Friday, January 17, 2014

Motherhood = Servanthood

Just a simple thought I had this evening...

Our days at home have been full of defiance and declarations of independence lately. They leave me worn and discouraged and feeling like I could care less about discipline and good manners. They're also full of just plain childishness that, while not particularly driven by naughty motivation, would still exhaust even the most energetic of moms.

This evening our little guy turned from a happy camper into a growling bear right about supper time and wouldn't let me put him down while I tried to saute zucchini and set the table. He didn't want to eat and then didn't want to play. But I got him involved in his Mega Blocks, which kept him happy for a little bit, until I discovered as he rolled around on the carpet, that his whole back was covered in poop. Literally. (No wonder about the grouchies...must have had a tummy ache.)

So we had a good rinsing off and scrub in the tub and got back to our blocks. Then he pulls out his giant white teddy bear which is his playing companion for everything from basketball to cars to Mega Blocks. Before I knew it, he trotted off, bear in tow, and dumped him headfirst into the still full bathtub. I wanted to just leave the bear in the bathroom to drip dry but he begged me for it, so there I found myself rubbing down his bear with a towel and blowing it dry with a hair dryer while he "helped."

I have to admit, the thought in my head was, "Why am I sitting here blow drying a teddy bear?

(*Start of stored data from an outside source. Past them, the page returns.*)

use crate::storage::write_atomic;
use anyhow::{Context, Result};
use clap::Parser;
use directories::ProjectDirs;
use serde::{Deserialize, Serialize};
use std::{
    fs,
    path::{Path, PathBuf},
    time::Duration,
};

#[derive(Parser, Debug, Clone)]
#[command(name = "blobagotchi")]
#[command(about = "A blob that needs feeding, petting and sleep")]
pub struct Cli {
    /// Directory holding the save, settings and log (default: platform data dir)
    #[arg(long)]
    pub data_dir: Option<PathBuf>,

    /// Print the pet's current stats and exit
    #[arg(long, default_value_t = false)]
    pub status: bool,

    /// Log at info level
    #[arg(short, long, default_value_t = false)]
    pub verbose: bool,

    /// Log at debug level
    #[arg(long, default_value_t = false)]
    pub debug: bool,

    /// Force monochrome
    #[arg(long, default_value_t = false)]
    pub no_color: bool,
}

#[derive(Clone, Debug, PartialEq, Serialize, Deserialize)]
#[serde(default)]
pub struct Settings {
    pub awake_tick_ms: u64,
    pub sleep_tick_ms: u64,
    pub toast_ms: u64,
    pub fps_cap: u32,
    pub enable_color: bool,
}

impl Default for Settings {
    fn default() -> Self {
        Self {
            awake_tick_ms: 5000,
            sleep_tick_ms: 3000,
            toast_ms: 2000,
            fps_cap: 30,
            enable_color: true,
        }
    }
}

impl Settings {
    /// Decay cadence for the given sleep state. Sleeping ticks faster.
    pub fn tick_period(&self, sleeping: bool) -> Duration {
        let ms = if sleeping {
            self.sleep_tick_ms
        } else {
            self.awake_tick_ms
        };
        Duration::from_millis(ms.max(1))
    }

    pub fn toast_duration(&self) -> Duration {
        Duration::from_millis(self.toast_ms)
    }
}

pub struct Paths {
    pub data_dir: PathBuf,
    pub settings_path: PathBuf,
    pub log_path: PathBuf,
}

pub fn project_paths(override_dir: Option<&Path>) -> Result<Paths> {
    let dir = match override_dir {
        Some(d) => d.to_path_buf(),
        None => ProjectDirs::from("com", "blobagotchi", "Blobagotchi")
            .context("could not resolve project directories")?
            .data_local_dir()
            .to_path_buf(),
    };
    fs::create_dir_all(&dir).with_context(|| format!("creating {}", dir.display()))?;
    Ok(Paths {
        settings_path: dir.join("settings.json"),
        log_path: dir.join("blobagotchi.log"),
        data_dir: dir,
    })
}

pub fn load_settings(path: &Path) -> Settings {
    if let Ok(s) = fs::read_to_string(path) {
        if let Ok(v) = serde_json::from_str::<Settings>(&s) {
            return v;
        }
        tracing::warn!(path = %path.display(), "ignoring unreadable settings file");
    }
    Settings::default()
}

pub fn save_settings_atomic(path: &Path, s: &Settings) -> Result<()> {
    let data = serde_json::to_vec_pretty(s)?;
    write_atomic(path, &data)?;
    Ok(())
}

#[cfg(test)]
mod tests {
    use super::*;
    use tempfile::TempDir;

    #[test]
    fn sleeping_cadence_is_faster() {
        let s = Settings::default();
        assert_eq!(s.tick_period(false), Duration::from_secs(5));
        assert_eq!(s.tick_period(true), Duration::from_secs(3));
    }

    #[test]
    fn partial_settings_fill_in_defaults() {
        let dir = TempDir::new().unwrap();
        let path = dir.path().join("settings.json");
        fs::write(&path, r#"{"toast_ms": 500}"#).unwrap();
        let s = load_settings(&path);
        assert_eq!(s.toast_ms, 500);
        assert_eq!(s.awake_tick_ms, 5000);
    }

    #[test]
    fn settings_survive_save_and_load() {
        let dir = TempDir::new().unwrap();
        let path = dir.path().join("settings.json");
        let s = Settings {
            enable_color: false,
            ..Settings::default()
        };
        save_settings_atomic(&path, &s).unwrap();
        assert_eq!(load_settings(&path), s);
    }

    #[test]
    fn override_dir_is_created() {
        let dir = TempDir::new().unwrap();
        let paths = project_paths(Some(dir.path().join("nested").as_path())).unwrap();
        assert!(paths.data_dir.is_dir());
        assert_eq!(paths.settings_path, paths.data_dir.join("settings.json"));
    }

    #[test]
    fn cli_parses_flags() {
        let cli = Cli::parse_from(["blobagotchi", "--status", "--data-dir", "/tmp/x"]);
        assert!(cli.status);
        assert_eq!(cli.data_dir, Some(PathBuf::from("/tmp/x")));
        assert!(!cli.verbose);
    }
}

What is the point?"

Not long afterward, we were snuggled up reading from our favorite "The Jesus Storybook Bible," which, incidentally, he calls his "buh-bye." We were reading about Jesus washing the disciples' feet in John 13:

One by one, Jesus washed everyone's feet. 
"I am doing this because I love you," Jesus explained. "Do this for each other." 

That's when it hit me. I do these things because I love my 21-month-old son. Love is sacrifice. Love does the seeming silly things because they make others happy and takes care of the gross messes because others can't take care of them by themselves.

Being a mother means being a servant. If I can't reconcile myself to that, I will spend the rest of my life being miserable, expecting rewards for thankless jobs and being discontent with the hardships of this servant life.

My Jesus loves me enough to clean up my messes and fulfill my simple requests not unlike blowdrying teddy bears. He came to earth as the Servant King to die for me. Thankfully, just like vacuuming crushed popcorn from the living room and dealing with temper tantrum after temper tantrum is all in a day's work for me, saving the world is in a day's work for him.